→ Problem description:
Look through the material for lines with the word "ResultUnwrapper", and copy each one.

→ Excerpted records:

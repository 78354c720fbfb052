use std::ffi::OsString;

fn main() {
    let args: Vec<OsString> = std::env::args_os().collect();
    if let Err(err) = roster_core::run(args) {
        eprintln!("error: {err:#}");
        std::process::exit(1);
    }
}
use std::sync::Arc;
use std::sync::atomic::{AtomicU64, Ordering};
use std::time::Duration;

use anyhow::anyhow;
use parking_lot::Mutex;
use roster_shared::{Row, StatusChange};
use tracing::{debug, info, instrument};

use crate::calendar::{CalendarSystem, RangeNormalizer};
use crate::config::Config;
use crate::envelope::ResultUnwrapper;
use crate::fetch::{FetchOutcome, PaginatedFetcher};
use crate::filter::{FilterPhase, FilterStateController, FilterValue, FilterValues};
use crate::mutate::{MutationError, OptimisticMutator};
use crate::notify::{NoticeKind, Notifier, TracingNotifier};
use crate::page::PageInfo;
use crate::query::QuerySerializer;
use crate::resource::ResourceSpec;
use crate::transport::{Transport, TransportError};

pub const DEFAULT_SEARCH_DEBOUNCE: Duration = Duration::from_millis(600);

#[derive(Debug, Default)]
struct ListView {
    total_count: u64,
    is_loading: bool,
    loaded: bool,
}

/// What a debounced search keystroke ended up doing.
#[derive(Debug, Clone, PartialEq)]
pub enum SearchOutcome {
    /// A later keystroke arrived within the debounce window.
    Superseded,
    Fetched(FetchOutcome),
}

/// One list screen: filters, the current page, the loaded rows and the
/// status toggles on them. Every page change and every change of the
/// applied filters issues exactly one fetch.
pub struct ListScreen {
    resource: ResourceSpec,
    calendar: CalendarSystem,
    debounce: Duration,
    transport: Arc<dyn Transport>,
    notifier: Arc<dyn Notifier>,
    serializer: QuerySerializer,
    fetcher: PaginatedFetcher,
    mutator: OptimisticMutator,
    filters: Mutex<FilterStateController>,
    rows: Mutex<Vec<Row>>,
    view: Mutex<ListView>,
    search_generation: AtomicU64,
}

impl ListScreen {
    pub fn new(resource: ResourceSpec, transport: Arc<dyn Transport>) -> Self {
        let serializer = QuerySerializer::new(resource.fields.clone(), RangeNormalizer::default());
        let fetcher = PaginatedFetcher::new(
            resource.list_path(),
            ResultUnwrapper::new(resource.list_key.clone()),
        );
        let mutator = OptimisticMutator::new(
            resource.status_path(),
            resource.id_field.clone(),
            resource.toggle.clone(),
        );
        let filters = FilterStateController::new(resource.fields.clone());

        Self {
            resource,
            calendar: CalendarSystem::default(),
            debounce: DEFAULT_SEARCH_DEBOUNCE,
            transport,
            notifier: Arc::new(TracingNotifier),
            serializer,
            fetcher,
            mutator,
            filters: Mutex::new(filters),
            rows: Mutex::new(Vec::new()),
            view: Mutex::new(ListView::default()),
            search_generation: AtomicU64::new(0),
        }
    }

    /// Applies the calendar, timezone and debounce settings of `cfg`.
    pub fn from_config(
        cfg: &Config,
        resource: ResourceSpec,
        transport: Arc<dyn Transport>,
    ) -> anyhow::Result<Self> {
        let calendar = cfg.calendar()?;
        let normalizer = cfg.range_normalizer()?;
        let debounce = cfg.search_debounce()?;
        Ok(Self::new(resource, transport)
            .with_calendar(calendar)
            .with_normalizer(normalizer)
            .with_debounce(debounce))
    }

    pub fn with_notifier(mut self, notifier: Arc<dyn Notifier>) -> Self {
        self.notifier = notifier;
        self
    }

    pub fn with_normalizer(mut self, normalizer: RangeNormalizer) -> Self {
        self.serializer = QuerySerializer::new(self.resource.fields.clone(), normalizer);
        self
    }

    pub fn with_calendar(mut self, calendar: CalendarSystem) -> Self {
        self.calendar = calendar;
        self
    }

    pub fn with_debounce(mut self, debounce: Duration) -> Self {
        self.debounce = debounce;
        self
    }

    pub fn resource(&self) -> &ResourceSpec {
        &self.resource
    }

    pub fn draft_filters(&self) -> FilterValues {
        self.filters.lock().draft().clone()
    }

    pub fn applied_filters(&self) -> FilterValues {
        self.filters.lock().applied().clone()
    }

    pub fn phase(&self) -> FilterPhase {
        self.filters.lock().phase()
    }

    pub fn current_page(&self) -> u32 {
        self.filters.lock().page()
    }

    pub fn items(&self) -> Vec<Row> {
        self.rows.lock().clone()
    }

    pub fn total_count(&self) -> u64 {
        self.view.lock().total_count
    }

    pub fn is_loading(&self) -> bool {
        self.view.lock().is_loading
    }

    pub fn is_processing(&self, id: &str) -> bool {
        self.mutator.is_processing(id)
    }

    pub fn page_info(&self) -> PageInfo {
        PageInfo::new(
            self.current_page(),
            self.resource.page_size,
            self.total_count(),
        )
    }

    /// Changes only the draft; the list keeps showing the applied filters.
    /// Invalid input is returned to the caller, not notified.
    pub fn set_draft_filter(&self, field: &str, value: FilterValue) -> anyhow::Result<()> {
        self.filters.lock().set_draft(field, value)
    }

    /// Like [`ListScreen::set_draft_filter`], interpreting `raw` according
    /// to the field's kind.
    pub fn set_draft_input(&self, field: &str, raw: &str) -> anyhow::Result<()> {
        let value = {
            let filters = self.filters.lock();
            let spec = filters
                .field(field)
                .ok_or_else(|| anyhow!("unknown filter field: {field}"))?;
            FilterValue::parse_for(spec, self.calendar, raw)?
        };
        self.set_draft_filter(field, value)
    }

    #[instrument(skip(self), fields(resource = %self.resource.name))]
    pub async fn apply_filters(&self) -> FetchOutcome {
        self.cancel_pending_search();
        self.filters.lock().apply();
        self.load().await
    }

    #[instrument(skip(self), fields(resource = %self.resource.name))]
    pub async fn reset_filters(&self) -> FetchOutcome {
        self.cancel_pending_search();
        self.filters.lock().reset();
        self.load().await
    }

    /// Moves to page `page`, clamped into the pages the last load reported.
    #[instrument(skip(self), fields(resource = %self.resource.name))]
    pub async fn set_page(&self, page: u32) -> FetchOutcome {
        let target = {
            let view = self.view.lock();
            if view.loaded {
                PageInfo::new(page, self.resource.page_size, view.total_count).clamp(page)
            } else {
                page.max(1)
            }
        };
        if target != page {
            debug!(requested = page, target, "clamped page request");
        }
        self.filters.lock().set_page(target);
        self.load().await
    }

    /// Reloads the current page with the applied filters.
    #[instrument(skip(self), fields(resource = %self.resource.name))]
    pub async fn refresh(&self) -> FetchOutcome {
        self.load().await
    }

    /// Free-text input: updates the draft at once and applies it after the
    /// debounce window unless another keystroke arrives first.
    #[instrument(skip(self), fields(resource = %self.resource.name))]
    pub async fn search(&self, field: &str, text: &str) -> anyhow::Result<SearchOutcome> {
        self.set_draft_filter(field, FilterValue::Text(text.to_string()))?;
        let generation = self.search_generation.fetch_add(1, Ordering::SeqCst) + 1;

        tokio::time::sleep(self.debounce).await;

        if self.search_generation.load(Ordering::SeqCst) != generation {
            debug!(generation, "search keystroke superseded");
            return Ok(SearchOutcome::Superseded);
        }
        Ok(SearchOutcome::Fetched(self.apply_filters().await))
    }

    /// An explicit apply or reset makes any keystroke still waiting out
    /// its debounce window redundant.
    fn cancel_pending_search(&self) {
        self.search_generation.fetch_add(1, Ordering::SeqCst);
    }

    /// Optimistically toggles the row's status; see [`OptimisticMutator`].
    #[instrument(skip(self), fields(resource = %self.resource.name))]
    pub async fn toggle_status(&self, id: &str) -> Result<StatusChange, MutationError> {
        let result = self
            .mutator
            .toggle(self.transport.as_ref(), &self.rows, id)
            .await;

        match &result {
            Ok(change) => self.notifier.notify(
                NoticeKind::Success,
                &format!("{} {} is now {}", self.resource.name, change.id, change.to),
            ),
            Err(err) => self.notifier.notify(NoticeKind::Error, &err.to_string()),
        }
        result
    }

    async fn load(&self) -> FetchOutcome {
        let (page, applied) = {
            let filters = self.filters.lock();
            (filters.page(), filters.applied().clone())
        };

        let query = match self
            .serializer
            .list_query(page, self.resource.page_size, &applied)
        {
            Ok(query) => query,
            Err(err) => {
                let err = TransportError::Request(format!("{err:#}"));
                self.settle_failure(&err);
                return FetchOutcome::Failed(err);
            }
        };

        self.view.lock().is_loading = true;
        let (ticket, outcome) = self
            .fetcher
            .fetch_ticketed(self.transport.as_ref(), query)
            .await;

        match outcome {
            FetchOutcome::Fresh(list) => {
                // The ticket is checked again under the view lock so a
                // response from another thread cannot slip in between.
                let mut view = self.view.lock();
                if !self.fetcher.is_latest(ticket) {
                    debug!(ticket, "list response overtaken before it was stored");
                    return FetchOutcome::Stale;
                }
                *self.rows.lock() = list.items.clone();
                view.total_count = list.total_count;
                view.is_loading = false;
                view.loaded = true;
                info!(
                    resource = %self.resource.name,
                    page,
                    items = list.items.len(),
                    total = list.total_count,
                    "list loaded"
                );
                FetchOutcome::Fresh(list)
            }
            FetchOutcome::Failed(err) => {
                {
                    let mut view = self.view.lock();
                    if !self.fetcher.is_latest(ticket) {
                        return FetchOutcome::Stale;
                    }
                    self.clear_list(&mut view);
                }
                self.notify_load_failure(&err);
                FetchOutcome::Failed(err)
            }
            FetchOutcome::Stale => FetchOutcome::Stale,
        }
    }

    fn settle_failure(&self, err: &TransportError) {
        self.clear_list(&mut self.view.lock());
        self.notify_load_failure(err);
    }

    fn clear_list(&self, view: &mut ListView) {
        self.rows.lock().clear();
        view.total_count = 0;
        view.is_loading = false;
    }

    fn notify_load_failure(&self, err: &TransportError) {
        self.notifier.notify(
            NoticeKind::Error,
            &format!("failed to load {}: {err}", self.resource.name),
        );
    }
}
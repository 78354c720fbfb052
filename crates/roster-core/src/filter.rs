use std::collections::BTreeMap;

use anyhow::{anyhow, bail};
use tracing::{debug, instrument, trace};

use crate::calendar::{CalendarSystem, DateRange};

#[derive(Debug, Clone, PartialEq, Eq)]
pub enum FieldKind {
    /// Free text, matched by the backend.
    Text,
    /// One of a fixed option set; the empty selection means "any".
    Enum { options: Vec<String> },
    /// Inclusive calendar-day range.
    DateRange,
}

/// A filterable field of one list screen. `name` is the key the UI binds
/// to, `wire_field` the key the backend filters on (UI `search` may filter
/// the `title` column).
#[derive(Debug, Clone, PartialEq, Eq)]
pub struct FieldSpec {
    pub name: String,
    pub wire_field: String,
    pub kind: FieldKind,
}

impl FieldSpec {
    pub fn text(name: &str, wire_field: &str) -> Self {
        Self {
            name: name.to_string(),
            wire_field: wire_field.to_string(),
            kind: FieldKind::Text,
        }
    }

    pub fn choice(name: &str, wire_field: &str, options: &[&str]) -> Self {
        Self {
            name: name.to_string(),
            wire_field: wire_field.to_string(),
            kind: FieldKind::Enum {
                options: options.iter().map(|opt| opt.to_string()).collect(),
            },
        }
    }

    pub fn date_range(name: &str, wire_field: &str) -> Self {
        Self {
            name: name.to_string(),
            wire_field: wire_field.to_string(),
            kind: FieldKind::DateRange,
        }
    }

    /// Parses a declaration such as `text:title`, `enum:status:active|deactive`
    /// or `date:createdAt`. A missing wire field defaults to the UI name.
    pub fn parse(name: &str, decl: &str) -> anyhow::Result<Self> {
        let mut parts = decl.trim().splitn(3, ':');
        let kind = parts.next().unwrap_or_default().trim();
        let wire_field = parts
            .next()
            .map(str::trim)
            .filter(|wire| !wire.is_empty())
            .unwrap_or(name);

        match kind {
            "text" => Ok(Self::text(name, wire_field)),
            "date" | "date-range" => Ok(Self::date_range(name, wire_field)),
            "enum" => {
                let options = parts
                    .next()
                    .ok_or_else(|| anyhow!("enum field {name} declares no options"))?
                    .split('|')
                    .map(str::trim)
                    .filter(|opt| !opt.is_empty())
                    .collect::<Vec<_>>();
                if options.is_empty() {
                    bail!("enum field {name} declares no options");
                }
                Ok(Self::choice(name, wire_field, &options))
            }
            other => Err(anyhow!("unknown kind {other:?} for filter field {name}")),
        }
    }
}

#[derive(Debug, Clone, PartialEq, Eq)]
pub enum FilterValue {
    Text(String),
    Choice(String),
    Range(DateRange),
}

impl FilterValue {
    /// Empty values are kept in the draft (the input still shows them) but
    /// never reach the where clause.
    pub fn is_empty(&self) -> bool {
        match self {
            FilterValue::Text(text) => text.trim().is_empty(),
            FilterValue::Choice(choice) => choice.trim().is_empty(),
            FilterValue::Range(range) => range.is_empty(),
        }
    }

    /// Interprets raw input according to the field kind; date ranges use
    /// `start[..end]`.
    pub fn parse_for(
        field: &FieldSpec,
        calendar: CalendarSystem,
        raw: &str,
    ) -> anyhow::Result<Self> {
        match field.kind {
            FieldKind::Text => Ok(FilterValue::Text(raw.to_string())),
            FieldKind::Enum { .. } => Ok(FilterValue::Choice(raw.trim().to_string())),
            FieldKind::DateRange => Ok(FilterValue::Range(DateRange::parse(calendar, raw)?)),
        }
    }
}

pub type FilterValues = BTreeMap<String, FilterValue>;

#[derive(Debug, Clone, Copy, PartialEq, Eq)]
pub enum FilterPhase {
    /// The list reflects the draft.
    Idle,
    /// The draft diverged; the list still shows the applied filters.
    Dirty,
}

/// Two-tier filter state of one list screen plus the page number it
/// governs.
#[derive(Debug, Clone)]
pub struct FilterStateController {
    fields: Vec<FieldSpec>,
    draft: FilterValues,
    applied: FilterValues,
    page: u32,
    phase: FilterPhase,
}

impl FilterStateController {
    pub fn new(fields: Vec<FieldSpec>) -> Self {
        Self {
            fields,
            draft: FilterValues::new(),
            applied: FilterValues::new(),
            page: 1,
            phase: FilterPhase::Idle,
        }
    }

    pub fn fields(&self) -> &[FieldSpec] {
        &self.fields
    }

    pub fn field(&self, name: &str) -> Option<&FieldSpec> {
        self.fields.iter().find(|field| field.name == name)
    }

    pub fn draft(&self) -> &FilterValues {
        &self.draft
    }

    pub fn applied(&self) -> &FilterValues {
        &self.applied
    }

    pub fn page(&self) -> u32 {
        self.page
    }

    pub fn phase(&self) -> FilterPhase {
        self.phase
    }

    /// Rejects unknown fields, values of the wrong kind, enum values
    /// outside the option set and inverted date ranges. The applied set is
    /// untouched either way.
    #[instrument(skip(self))]
    pub fn set_draft(&mut self, name: &str, value: FilterValue) -> anyhow::Result<()> {
        let field = self
            .field(name)
            .ok_or_else(|| anyhow!("unknown filter field: {name}"))?;

        match (&field.kind, &value) {
            (FieldKind::Text, FilterValue::Text(_)) => {}
            (FieldKind::Enum { options }, FilterValue::Choice(choice)) => {
                if !choice.is_empty() && !options.iter().any(|opt| opt == choice) {
                    bail!(
                        "{choice:?} is not an option of {name} (expected one of {})",
                        options.join(", ")
                    );
                }
            }
            (FieldKind::DateRange, FilterValue::Range(range)) => {
                if range.is_inverted() {
                    bail!("date range for {name} ends before it starts");
                }
            }
            (kind, value) => {
                bail!("filter field {name} is {kind:?} but got {value:?}");
            }
        }

        trace!(field = name, "draft filter changed");
        self.draft.insert(name.to_string(), value);
        self.phase = FilterPhase::Dirty;
        Ok(())
    }

    #[instrument(skip(self))]
    pub fn apply(&mut self) -> &FilterValues {
        self.applied = self.draft.clone();
        self.page = 1;
        self.phase = FilterPhase::Idle;
        debug!(applied = self.applied.len(), "applied draft filters");
        &self.applied
    }

    #[instrument(skip(self))]
    pub fn reset(&mut self) {
        self.draft.clear();
        self.applied.clear();
        self.page = 1;
        self.phase = FilterPhase::Idle;
        debug!("reset filters");
    }

    /// Pages are 1-based; anything lower is lifted to 1. Upper bound
    /// clamping needs the total and is done by the screen.
    pub fn set_page(&mut self, page: u32) -> u32 {
        self.page = page.max(1);
        self.page
    }
}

→ Answer section:
use crate::envelope::ResultUnwrapper;
            ResultUnwrapper::new(resource.list_key.clone()),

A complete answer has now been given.